Mg2+ and Ca2+ appear to have competitive effects on the resealing of electropermeabilized cells.

Discussion

Low concentrations (less than 0.5 mM) of Ca2+ affect the events linked to cell electropermeabilization performed with the classical approach (pulse duration of 0.1 ms as for electrochemotherapy). The viability of pulsed cells remains preserved. In our previous study at millimolar concentrations of Ca2+, a more dramatic effect was observed as 80% of the electropermeabilized cells were dead after being pulsed in a 5 mM Ca2+ buffer (Golzio et al. 2003). A similar high toxicity was recently reported at 5 mM Ca2+ on other cell systems when using 1.2–1.6 kV/cm field strengths with the same pulse duration and number as used in the present study (Frandsen et al. 2014). The main effects of the submillimolar Ca2+ are not on the processes present when the field is present, i.e., trigger and expansion of permeabilization (Teissie et al. 2005), but affect the resealing process. Cells remain in the electropermeabilized state for a shorter time when Ca2+ is present in this low concentration range. Calcium-induced toxicity is present only above a significant concentration (0.2 mM). Most of the associated uptake of exogenous molecules (PI in the present study) is reduced. The effect of Calcium is prevented if Mg2+ is present (as it is the case in most investigations). A previous report using electrical recording of the resealing observed that it proceeded as an exponential process interrupted by abrupt recovery steps. These abrupt events were considered as a consequence of the “membrane patch model” of membrane repair in which patches of intracellular membrane fused with the plasma membrane at the site of injury (Hai and Spira 2012).

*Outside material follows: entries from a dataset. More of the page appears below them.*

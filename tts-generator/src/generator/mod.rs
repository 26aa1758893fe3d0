//! Chunk-by-chunk synthesis of a whole document.
//!
//! Chunks are synthesized strictly in order, one request at a time. Each
//! result is handed to the caller's callback as soon as it arrives, so a UI
//! can show progress on long documents. The first failure ends the run.

use std::time::Duration;
use thiserror::Error;
use tts_client::{SpeechSynthesizer, SynthesisRequest, TtsError, VoiceConfig};

use crate::audio::wav_duration;
use crate::naming::NamingParams;
use crate::text::{MAX_CHUNK_BYTES, split_text};

/// Audio for one chunk of the document.
#[derive(Debug, Clone)]
pub struct SynthesisResult {
    /// 1-based position of the chunk
    pub index: usize,
    /// Number of chunks in the run
    pub total: usize,
    /// The chunk text that was synthesized
    pub text: String,
    /// WAV bytes returned by the service
    pub audio: Vec<u8>,
    /// Derived download/output file name
    pub filename: String,
    /// Playback length, when the WAV header could be read
    pub duration: Option<Duration>,
}

#[derive(Debug, Error)]
pub enum GenerateError {
    #[error("chunk {index} of {total}: {error}")]
    Synthesis {
        index: usize,
        total: usize,
        error: TtsError,
    },

    #[error("chunk {index} of {total}: {error:#}")]
    Present {
        index: usize,
        total: usize,
        error: anyhow::Error,
    },
}

/// Split `text`, synthesize every chunk in order, and report each result.
///
/// `on_result` runs right after each successful chunk; an error from it ends
/// the run like a synthesis failure. No retries: the first failure is
/// returned and the remaining chunks are never requested.
pub async fn generate<F>(
    synth: &dyn SpeechSynthesizer,
    text: &str,
    voice: &VoiceConfig,
    naming: &NamingParams,
    mut on_result: F,
) -> Result<Vec<SynthesisResult>, GenerateError>
where
    F: FnMut(&SynthesisResult) -> anyhow::Result<()>,
{
    let chunks = split_text(text, MAX_CHUNK_BYTES);
    let total = chunks.len();
    log::info!(
        "Synthesizing {} chunk(s) with {} via {}",
        total,
        voice.voice,
        synth.name()
    );

    let mut results = Vec::with_capacity(total);

    for (i, chunk) in chunks.into_iter().enumerate() {
        let index = i + 1;
        log::debug!("Chunk {}/{}: {} bytes", index, total, chunk.len());

        let request = SynthesisRequest::new(chunk, voice.clone());
        let response = synth.synthesize(&request).await.map_err(|error| {
            log::error!("Chunk {}/{} failed: {}", index, total, error);
            GenerateError::Synthesis {
                index,
                total,
                error,
            }
        })?;

        let result = SynthesisResult {
            index,
            total,
            duration: wav_duration(&response.audio),
            filename: naming.file_name(index),
            text: request.text,
            audio: response.audio,
        };

        on_result(&result).map_err(|error| GenerateError::Present {
            index,
            total,
            error,
        })?;

        log::info!("Chunk {}/{} done ({} bytes of audio)", index, total, result.audio.len());
        results.push(result);
    }

    Ok(results)
}
//! Happy-path crate API
//!
//! This module wraps the kernel core with a small, ergonomic surface:
//! - [`KernelBuilder`] hides the context wiring, applies defaults, and
//!   validates every cross-record invariant **once, up front** — after
//!   `build()` succeeds the hot loops run unchecked.
//! - [`Kernel`] is the one-process driver: `evaluate()` runs a full force
//!   call on a [`SingleRank`] grid.
//! - [`Kernel::into_grid`] spawns worker threads that park inside the
//!   service loop; the returned [`GridHandle`] is the root-side client
//!   (`evaluate` / `sync` / `shutdown`).
//!
//! Everything delegates to `kernel::calc_forces`; no protocol lives here.

#![forbid(unsafe_code)]
#![allow(missing_docs)]

use std::sync::Arc;
use std::thread::JoinHandle;

use tracing::debug;

use crate::elstat::ElstatParams;
use crate::kernel::{
    calc_forces, Family, KernelContext, KernelError, KernelHooks, KernelOptions, Workspace,
    SHUTDOWN,
};
use crate::model::{Atom, Configuration};
use crate::spmd::{Partition, SingleRank, SpmdError, ThreadComm};
use crate::table::{ParamLayout, PotTable, TableError};

/// Errors reported by [`KernelBuilder::build`].
#[derive(Debug, thiserror::Error)]
pub enum BuildError {
    #[error(transparent)]
    Table(#[from] TableError),
    #[error("no potential table supplied")]
    MissingTable,
    #[error("no parameter layout supplied")]
    MissingParams,
    #[error("pair/angular family requires electrostatic parameters")]
    MissingElstat,
    #[error("ratio length {got} does not match ntypes {want}")]
    RatioLen { got: usize, want: usize },
    #[error("reference vector length {got} does not match residual layout {want}")]
    ReferenceLen { got: usize, want: usize },
    #[error("atom count {got} does not match configuration total {want}")]
    AtomCount { got: usize, want: usize },
    #[error("configuration {conf} does not start where the previous one ended")]
    NonContiguous { conf: usize },
    #[error("atom {atom}, neighbor {neigh}: partner index {nr} out of range")]
    NeighborIndex { atom: usize, neigh: usize, nr: usize },
    #[error("atom {atom}, neighbor {neigh}: spline slot outside its column")]
    BadSlot { atom: usize, neigh: usize },
    #[error("atom {atom}, angle {angle}: cos(theta) = {cos} outside [-1, 1]")]
    BadCos { atom: usize, angle: usize, cos: f64 },
    #[error("atom {atom}: {got} angle records, expected {want} in-range pairs")]
    AngleCount { atom: usize, got: usize, want: usize },
    #[error("parameter vector length {got} too short (need at least {want})")]
    ShortParamVector { got: usize, want: usize },
}

/// Assembles and validates a [`KernelContext`].
pub struct KernelBuilder {
    family: Family,
    options: KernelOptions,
    table: Option<PotTable>,
    params: Option<ParamLayout>,
    elstat: Option<ElstatParams>,
    atoms: Vec<Atom>,
    configs: Vec<Configuration>,
    force_0: Vec<f64>,
    paircol: usize,
    hooks: KernelHooks,
}
//! Service loop, kernel context & family dispatch
//!
//! [`calc_forces`] is the single entry point every rank calls. The root
//! drives: it broadcasts the parameter vector together with a control flag,
//! computes its own configuration slice, reduces the cost and gathers the
//! residual slices, then returns. Workers block on the broadcast, run the
//! identical compute path, feed the collectives, and loop — they only leave
//! the function on the shutdown flag, returning [`SHUTDOWN`].
//!
//! ## Flag ABI
//! - `0` — compute.
//! - `1` — shutdown; every rank returns [`SHUTDOWN`].
//! - `2` — synchronize the calc table from the root, then compute. Used
//!   after a structural change to the sampling points.
//! - anything else — compute, for compatibility with legacy drivers.
//!
//! ## State discipline
//! All per-call inputs are bundled in the immutable [`KernelContext`]; the
//! only mutation during a call goes into the caller-owned [`Workspace`]
//! (live calc table, second derivatives, tail/transfer/angle caches, call
//! counter) and the `forces` residual vector. Collaborator seams —
//! parameter sanity checks, analytic table refresh, the bounds penalty —
//! enter through [`KernelHooks`].

#![forbid(unsafe_code)]
#![allow(missing_docs)]

use serde::{Deserialize, Serialize};
use tracing::{debug, warn};

use crate::elstat::{self, CoulombKind, ElstatParams, Tail};
use crate::model::{AngleVal, Atom, Configuration, ResidualLayout, Transfer};
use crate::pairang::{self, ElstatCtx};
use crate::spmd::{Collective, Partition, SpmdError, ROOT};
use crate::table::{ParamLayout, PotTable, TableError, TableView};
use crate::tersoff;

/// Cost returned when the reduced residual sum is NaN.
pub const NAN_COST: f64 = 1e11;

/// Value every rank returns on the shutdown flag.
pub const SHUTDOWN: f64 = -1.0;

/// Which per-configuration pipeline the kernel assembles.
#[derive(Copy, Clone, Debug, PartialEq, Eq, Serialize, Deserialize)]
pub enum Family {
    /// Pair + angular three-body + damped monopole with core-shell
    /// suppression.
    PairAngular,
    /// Tersoff-style pair term on half neighbor lists.
    Tersoff,
}

/// Runtime options; the build-time switches of the original, folded into
/// one struct that does not change the hot-loop shape.
#[derive(Clone, Debug, Serialize, Deserialize)]
pub struct KernelOptions {
    /// Accumulate and fit stresses.
    pub use_stress: bool,
    /// Divide each force residual by `FORCE_EPS + |F_ref|`.
    pub force_weighting: bool,
    /// Honor the per-atom contrib mask in the residual sum.
    pub contrib_masking: bool,
    /// Coulomb shifting scheme (Family A).
    pub coulomb: CoulombKind,
    /// The broadcast carries optimization variables rather than table
    /// samples; enables the parameter-check and table-update hooks.
    pub analytic_params: bool,
    /// Global energy residual weight.
    pub eweight: f64,
    /// Global stress residual weight.
    pub sweight: f64,
}

impl Default for KernelOptions {
    fn default() -> Self {
        KernelOptions {
            use_stress: false,
            force_weighting: false,
            contrib_masking: false,
            coulomb: CoulombKind::Shift,
            analytic_params: false,
            eweight: 1.0,
            sweight: 1.0,
        }
    }
}

type CheckFn = dyn Fn(&mut [f64]) + Send + Sync;
type UpdateFn = dyn Fn(&[f64], &mut [f64]) + Send + Sync;
type PunishFn = dyn Fn(&[f64], &mut [f64]) -> f64 + Send + Sync;

/// Collaborator seams invoked by the service loop. All optional; a missing
/// hook is a no-op (and a missing `punish` contributes zero).
#[derive(Default)]
pub struct KernelHooks {
    /// Clamp/repair the optimization variables on the root before the
    /// broadcast (analytic parameter flow only).
    pub check_params: Option<Box<CheckFn>>,
    /// Refresh the calc table from the optimization variables; runs on
    /// every rank when the format keeps a separate calc table.
    pub update_table: Option<Box<UpdateFn>>,
    /// Bounds penalty added to the root's local cost before the reduce.
    pub punish: Option<Box<PunishFn>>,
}

/// Errors that can escape the service loop. During normal operation none
/// do; these indicate a broken rank channel or a violated table invariant.
#[derive(Debug, thiserror::Error)]
pub enum KernelError {
    #[error(transparent)]
    Table(#[from] TableError),
    #[error(transparent)]
    Spmd(#[from] SpmdError),
    #[error("pair/angular family requires electrostatic parameters")]
    MissingElstat,
}

/// Immutable per-call bundle: everything the kernel reads.
pub struct KernelContext {
    pub family: Family,
    pub options: KernelOptions,
    pub table: PotTable,
    pub params: ParamLayout,
    /// Electrostatic configuration; required for [`Family::PairAngular`].
    pub elstat: Option<ElstatParams>,
    pub atoms: Vec<Atom>,
    pub configs: Vec<Configuration>,
    /// Reference data, laid out exactly like the residual vector.
    pub force_0: Vec<f64>,
    pub layout: ResidualLayout,
    /// Number of unordered species pairs (φ and f column count each).
    pub paircol: usize,
    pub ntypes: usize,
    pub hooks: KernelHooks,
    /// Flat cache offsets: position of each atom's first neighbor/angle in
    /// the workspace arrays.
    pub(crate) neigh_offset: Vec<usize>,
    pub(crate) angle_offset: Vec<usize>,
}

impl KernelContext {
    /// Bundle the parts and precompute the flat cache offsets. Prefer the
    /// `api::KernelBuilder`, which validates invariants before assembling.
    #[allow(clippy::too_many_arguments)]
    pub fn assemble(
        family: Family,
        options: KernelOptions,
        table: PotTable,
        params: ParamLayout,
        elstat: Option<ElstatParams>,
        atoms: Vec<Atom>,
        configs: Vec<Configuration>,
        force_0: Vec<f64>,
        paircol: usize,
        hooks: KernelHooks,
    ) -> Self {
        let natoms: usize = configs.iter().map(|c| c.inconf).sum();
        let layout = ResidualLayout { natoms, nconf: configs.len() };
        let mut neigh_offset = Vec::with_capacity(atoms.len());
        let mut angle_offset = Vec::with_capacity(atoms.len());
        let (mut n, mut a) = (0usize, 0usize);
        for atom in &atoms {
            neigh_offset.push(n);
            angle_offset.push(a);
            n += atom.neighbors.len();
            a += atom.angles.len();
        }
        let ntypes = params.ntypes;
        KernelContext {
            family,
            options,
            table,
            params,
            elstat,
            atoms,
            configs,
            force_0,
            layout,
            paircol,
            ntypes,
            hooks,
            neigh_offset,
            angle_offset,
        }
    }

    /// Total neighbor records across all atoms.
    pub(crate) fn total_neighbors(&self) -> usize {
        self.atoms.iter().map(|a| a.neighbors.len()).sum()
    }

    /// Total angle records across all atoms.
    pub(crate) fn total_angles(&self) -> usize {
        self.atoms.iter().map(|a| a.angles.len()).sum()
    }
}

/// Per-rank mutable state, reset or overwritten every call.
pub struct Workspace {
    /// Live calc-table samples (seeded from the context's table).
    pub calc: Vec<f64>,
    /// Second derivatives, parallel to the sample buffer.
    pub d2: Vec<f64>,
    pub(crate) tails: Vec<Tail>,
    pub(crate) transfer: Vec<Transfer>,
    pub(crate) angle_vals: Vec<AngleVal>,
    /// Completed force evaluations (root only).
    pub fcalls: u64,
}

impl Workspace {
    pub fn new(ctx: &KernelContext) -> Self {
        Workspace {
            calc: ctx.table.samples.clone(),
            d2: vec![0.0; ctx.table.len],
            tails: vec![Tail::default(); ctx.total_neighbors()],
            transfer: vec![Transfer::default(); ctx.total_neighbors()],
            angle_vals: vec![AngleVal::default(); ctx.total_angles()],
            fcalls: 0,
        }
    }
}

/// The blocking SPMD service loop; see the module docs for the protocol.
///
/// On the root this returns the global cost of one evaluation (or
/// [`NAN_COST`] if the sum went NaN). Workers stay inside until the
/// shutdown flag arrives and then return [`SHUTDOWN`].
pub fn calc_forces<C: Collective>(
    ctx: &KernelContext,
    ws: &mut Workspace,
    comm: &mut C,
    xi_opt: &mut [f64],
    forces: &mut [f64],
    mut flag: i32,
) -> Result<f64, KernelError> {
    loop {
        if comm.rank() == ROOT && ctx.options.analytic_params {
            if let Some(check) = &ctx.hooks.check_params {
                check(xi_opt);
            }
        }

        comm.broadcast(xi_opt, &mut flag)?;
        if flag == 1 {
            return Ok(SHUTDOWN);
        }
        if flag == 2 && !ctx.options.analytic_params {
            // The sampling points changed; resync the live table.
            comm.broadcast_table(&mut ws.calc)?;
        }
        if ctx.table.format.needs_update() {
            if let Some(update) = &ctx.hooks.update_table {
                update(xi_opt, &mut ws.calc);
            }
        }

        let mut tmpsum = compute_local(ctx, ws, comm.partition(), xi_opt, forces)?;

        if comm.rank() == ROOT {
            if let Some(punish) = &ctx.hooks.punish {
                tmpsum += punish(xi_opt, forces);
            }
        }

        let sum = comm.reduce_sum(tmpsum)?;
        comm.gather(&ctx.layout, forces)?;

        if comm.rank() == ROOT {
            ws.fcalls += 1;
            if sum.is_nan() {
                warn!(fcalls = ws.fcalls, "residual sum is NaN, returning the guard cost");
                return Ok(NAN_COST);
            }
            debug!(fcalls = ws.fcalls, cost = sum, "force evaluation finished");
            return Ok(sum);
        }
        // Workers loop back to the next broadcast.
    }
}

/// Spline preparation plus accumulation and finalization over this rank's
/// configuration slice. Returns the rank-local cost.
fn compute_local(
    ctx: &KernelContext,
    ws: &mut Workspace,
    part: Partition,
    xi_opt: &[f64],
    forces: &mut [f64],
) -> Result<f64, KernelError> {
    let Workspace { calc, d2, tails, transfer, angle_vals, .. } = ws;
    let xi: &[f64] = if ctx.table.format.uses_calc_buffer() { calc } else { xi_opt };
    let mut tmpsum = 0.0;

    match ctx.family {
        Family::Tersoff => {
            ctx.table.prepare(0..ctx.paircol, xi, d2)?;
            let view = TableView { cols: &ctx.table.cols, xi, d2 };
            for h in part.confs() {
                tmpsum += tersoff::accumulate_config(ctx, &view, h, forces);
            }
        }
        Family::PairAngular => {
            let params = ctx.elstat.as_ref().ok_or(KernelError::MissingElstat)?;
            let mut charge = vec![0.0; ctx.ntypes];
            let kappa = elstat::resolve_charges(xi_opt, &ctx.params, &params.ratio, &mut charge);
            let es = ElstatCtx { params, kind: ctx.options.coulomb, charge: &charge, kappa };

            // φ, f, and g columns all need fresh second derivatives.
            ctx.table.prepare(0..2 * ctx.paircol + ctx.ntypes, xi, d2)?;
            let view = TableView { cols: &ctx.table.cols, xi, d2 };

            if params.sw_kappa {
                pairang::refresh_tails(ctx, &es, tails, part.confs());
            }
            for h in part.confs() {
                pairang::accumulate_config(ctx, &view, &es, tails, transfer, angle_vals, h, forces);
                tmpsum += pairang::finalize_config(ctx, &es, h, forces);
            }
        }
    }
    Ok(tmpsum)
}
//! Pair + angular + monopole accumulation (Family A)
//!
//! Per configuration, three sweeps over the owning atoms:
//!
//! 1. **Pair & monopole.** Ordered neighbors contribute the half-bond pair
//!    energy `0.5·φ` and the force `dist_r·φ'` on the central atom (the
//!    reaction is implicit in the ordered iteration). The damped Coulomb
//!    tail is cached per neighbor and the monopole term applies the
//!    core-shell cancellation and self-image halving rules before adding an
//!    explicit action/reaction force pair. Transfer values `(f, f')` are
//!    cached for the angular sweeps.
//! 2. **Angular energy, then forces.** Every unordered in-range neighbor
//!    pair `(j < k)` evaluates the angular column once, accumulates
//!    `f_j·f_k·g`, and — when forces are in use — decomposes the
//!    three-body gradient into radial and tangential parts applied to all
//!    three atoms. The angle-record cursor advances in lockstep with the
//!    gated double loop, mirroring how the records were laid out.
//! 3. **Self-energy & residuals.** Charged atoms subtract their monopole
//!    self-energy before the shared finalizer normalizes and squares.
//!
//! Newton's third law holds by construction: pair reactions cancel across
//! the ordered iteration, monopole and angular reactions are written
//! explicitly, so `Σ F = 0` for an isolated configuration up to round-off.

#![forbid(unsafe_code)]

use crate::elstat::{self, CoulombKind, ElstatParams, Tail};
use crate::kernel::KernelContext;
use crate::model::{add_force, sub_force, sub_virial, AngleVal, Transfer};
use crate::residual;
use crate::table::TableView;

/// Resolved electrostatic state for one force call.
pub(crate) struct ElstatCtx<'a> {
    pub params: &'a ElstatParams,
    pub kind: CoulombKind,
    /// Per-species charges, neutrality already enforced.
    pub charge: &'a [f64],
    pub kappa: f64,
}

/// Refresh the tail caches of every neighbor owned by the configurations in
/// `confs`; used when κ is an optimization variable and the inline
/// per-neighbor update is skipped.
pub(crate) fn refresh_tails(
    ctx: &KernelContext,
    es: &ElstatCtx<'_>,
    tails: &mut [Tail],
    confs: std::ops::Range<usize>,
) {
    for conf in &ctx.configs[confs] {
        for i in 0..conf.inconf {
            let ai = conf.cnfstart + i;
            let off = ctx.neigh_offset[ai];
            for (j, neigh) in ctx.atoms[ai].neighbors.iter().enumerate() {
                tails[off + j] =
                    elstat::tail(es.kind, neigh.r, es.params.cutoff, es.kappa, es.params.epsilon);
            }
        }
    }
}

/// Accumulate configuration `h`'s pair, monopole, and angular contributions
/// into `forces`.
#[allow(clippy::too_many_arguments)]
pub(crate) fn accumulate_config(
    ctx: &KernelContext,
    view: &TableView<'_>,
    es: &ElstatCtx<'_>,
    tails: &mut [Tail],
    transfer: &mut [Transfer],
    angle_vals: &mut [AngleVal],
    h: usize,
    forces: &mut [f64],
) {
    let conf = &ctx.configs[h];
    let layout = &ctx.layout;
    let uf = conf.use_forces;
    let us = ctx.options.use_stress && conf.use_stresses;
    let e_idx = layout.energy(h);
    let st = layout.stress(h);

    residual::reset_config(layout, conf, h, &ctx.force_0, forces);

    for i in 0..conf.inconf {
        let ai = conf.cnfstart + i;
        let atom = &ctx.atoms[ai];
        let type1 = atom.ty;
        let n_i = layout.force(ai);
        let noff = ctx.neigh_offset[ai];

        for (j, neigh) in atom.neighbors.iter().enumerate() {
            let type2 = neigh.ty;

            // Pair potential, gated strictly by the φ-column cutoff.
            if neigh.r < view.end(neigh.cols[0]) {
                if uf {
                    let (phi_val, phi_grad) = view.eval_comb(neigh.slots[0]);
                    forces[e_idx] += 0.5 * phi_val;
                    let tmp = neigh.dist_r.scale(phi_grad);
                    add_force(forces, n_i, tmp);
                    if us {
                        sub_virial(&mut forces[st..st + 6], 0.5, neigh.dist, tmp);
                    }
                } else {
                    forces[e_idx] += 0.5 * view.eval(neigh.slots[0]);
                }
            }

            // Tail cache; with a fixed κ this is refreshed inline every call.
            if !es.params.sw_kappa {
                tails[noff + j] =
                    elstat::tail(es.kind, neigh.r, es.params.cutoff, es.kappa, es.params.epsilon);
            }

            let self_pair = neigh.nr == ai;

            if neigh.r < es.params.cutoff
                && (es.charge[type1] != 0.0 || es.charge[type2] != 0.0)
            {
                let t = tails[noff + j];
                let grad_i = es.charge[type2] * t.grad;
                let mut fnval = es.charge[type1] * es.charge[type2] * t.fnval;
                let mut grad = es.charge[type1] * grad_i;

                // Core-shell pair: cancel the bare 1/r inside the φ cutoff,
                // leaving only the damping residue; no force from it.
                if view.weight(neigh.cols[0]) == 0.0 && neigh.r <= view.end(neigh.cols[0]) {
                    fnval -= es.params.epsilon
                        * es.charge[type1]
                        * es.charge[type2]
                        * neigh.inv_r;
                    grad = 0.0;
                }

                // A periodic self-image is visited once but counts half.
                if self_pair {
                    fnval *= 0.5;
                    grad *= 0.5;
                }

                forces[e_idx] += 0.5 * fnval;

                if uf {
                    let tmp = neigh.dist.scale(0.5 * grad);
                    add_force(forces, n_i, tmp);
                    sub_force(forces, layout.force(neigh.nr), tmp);
                    if us {
                        sub_virial(&mut forces[st..st + 6], 1.0, neigh.dist, tmp);
                    }
                }
            }

            // Transfer cache for the angular sweeps; zero outside the
            // f-column cutoff so out-of-range neighbors drop out.
            transfer[noff + j] = if neigh.r < view.end(neigh.cols[1]) {
                let (f, df) = view.eval_comb(neigh.slots[1]);
                Transfer { f, df }
            } else {
                Transfer::default()
            };
        }

        // Angular energy over unordered in-range pairs (j < k).
        let aoff = ctx.angle_offset[ai];
        let nn = atom.neighbors.len();
        let mut la = 0usize;
        let mut angener_sum = 0.0;
        for j in 0..nn.saturating_sub(1) {
            let nj = &atom.neighbors[j];
            if nj.r < view.end(nj.cols[1]) {
                for (k, nk) in atom.neighbors.iter().enumerate().skip(j + 1) {
                    if nk.r < view.end(nk.cols[1]) {
                        let angle = &atom.angles[la];
                        let (g, dg) = view.eval_comb(angle.slot);
                        angle_vals[aoff + la] = AngleVal { g, dg };
                        angener_sum += transfer[noff + j].f * transfer[noff + k].f * g;
                        la += 1;
                    }
                }
            }
        }
        forces[e_idx] += angener_sum;

        // Angular forces: radial + tangential split per triple.
        if uf {
            let mut la = 0usize;
            for j in 0..nn.saturating_sub(1) {
                let nj = &atom.neighbors[j];
                if nj.r < view.end(nj.cols[1]) {
                    let n_j = layout.force(nj.nr);
                    for (k, nk) in atom.neighbors.iter().enumerate().skip(j + 1) {
                        if nk.r < view.end(nk.cols[1]) {
                            let n_k = layout.force(nk.nr);
                            let angle = &atom.angles[la];
                            let av = angle_vals[aoff + la];
                            let tj = transfer[noff + j];
                            let tk = transfer[noff + k];

                            let dv3j = av.g * tj.df * tk.f;
                            let dv3k = av.g * tj.f * tk.df;
                            let v3 = tj.f * tk.f * av.dg;

                            let vlj = v3 * nj.inv_r;
                            let vlk = v3 * nk.inv_r;
                            let vv3j = dv3j - vlj * angle.cos_theta;
                            let vv3k = dv3k - vlk * angle.cos_theta;

                            let dfj = nj.dist_r.scale(vv3j) + nk.dist_r.scale(vlj);
                            let dfk = nk.dist_r.scale(vv3k) + nj.dist_r.scale(vlk);

                            add_force(forces, n_i, dfj + dfk);
                            sub_force(forces, n_j, dfj);
                            sub_force(forces, n_k, dfk);

                            if us {
                                let s = &mut forces[st..st + 6];
                                sub_virial(s, 1.0, nj.dist, dfj);
                                sub_virial(s, 1.0, nk.dist, dfk);
                            }
                            la += 1;
                        }
                    }
                }
            }
        }
    }
}

/// Third sweep: monopole self-energies, then the shared residual collection.
/// Returns configuration `h`'s contribution to the local cost.
pub(crate) fn finalize_config(
    ctx: &KernelContext,
    es: &ElstatCtx<'_>,
    h: usize,
    forces: &mut [f64],
) -> f64 {
    let conf = &ctx.configs[h];
    let layout = &ctx.layout;
    let e_idx = layout.energy(h);
    let mut tmpsum = 0.0;

    for i in 0..conf.inconf {
        let ai = conf.cnfstart + i;
        let atom = &ctx.atoms[ai];
        let q = es.charge[atom.ty];
        if q != 0.0 {
            forces[e_idx] -=
                elstat::self_energy(q, es.kappa, es.params.epsilon, es.kind, es.params.cutoff);
        }
        tmpsum += residual::force_residual(
            &ctx.options,
            conf.weight,
            atom,
            layout.force(ai),
            forces,
        );
    }

    tmpsum += residual::energy_residual(layout, conf, h, ctx.options.eweight, &ctx.force_0, forces);
    if ctx.options.use_stress {
        tmpsum +=
            residual::stress_residual(layout, conf, h, ctx.options.sweight, &ctx.force_0, forces);
    }
    tmpsum
}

This action of Ca2+ on the resealing processes is in line with the reports describing the reversibility of electropermeabilization not as an intramembrane mechanical recovery but as membrane repair, where exocytosis plays a key role (McNeil and Steinhardt 2003; Cooper and McNeil 2015; Terasaki et al. 1997). Exocytosis was thought to promote resealing by ‘patching’ the plasma membrane lesion or by facilitating bilayer restoration through reduction in membrane tension (Idone et al. 2008a, b; Huynh et al. 2004). Resealing is associated to the fusion of cytosolic vesicles in the part of the cell membrane affected by the permeabilization process after the pulse delivery. Membrane repair is associated to a rapid Ca2+-dependent endocytic pathway (Idone et al. 2008a, b.). This physiological fusion associated to exocytosis involves the action of Ca2+ ions but is hindered by Mg2+ ions (Reddy et al. 2001; Idone et al. 2008a, b). This competition between Ca2+ and Mg2+ is observed in our study. Spontaneous fusion of small lipid vesicles (LUV, large unilamellar vesicles) to electropermeabilized cells was obtained and was observed to be controlled by Ca2+ ions (Ramos et al. 2002).

This involvement of Ca2+ in electropermeabilization resealing was mentioned in nanosecond pulsed electric field effect and on more complex biological systems (Pakhomova et al. 2014; Swezey and Epel 1989; Boonen et al. 1992, 1993).

Conclusions

The final conclusions are that low Ca2+ concentrations are involved in electropermeabilization in conditions that are not toxic. The same effect appears to be present at higher concentrations (see the observations at 0.5 mM), but it is masked by the toxicity linked to the high cytoplasmic Ca2+ concentration. Ca2+ influx through plasma membrane electro-defects triggers a rapid repair response that is essential for cell survival. This effect of Ca2+ supports the description of resealing as a membrane repair of damaged cells, i.e., supported by the metabolic activity of cells (Rols et al. 1998).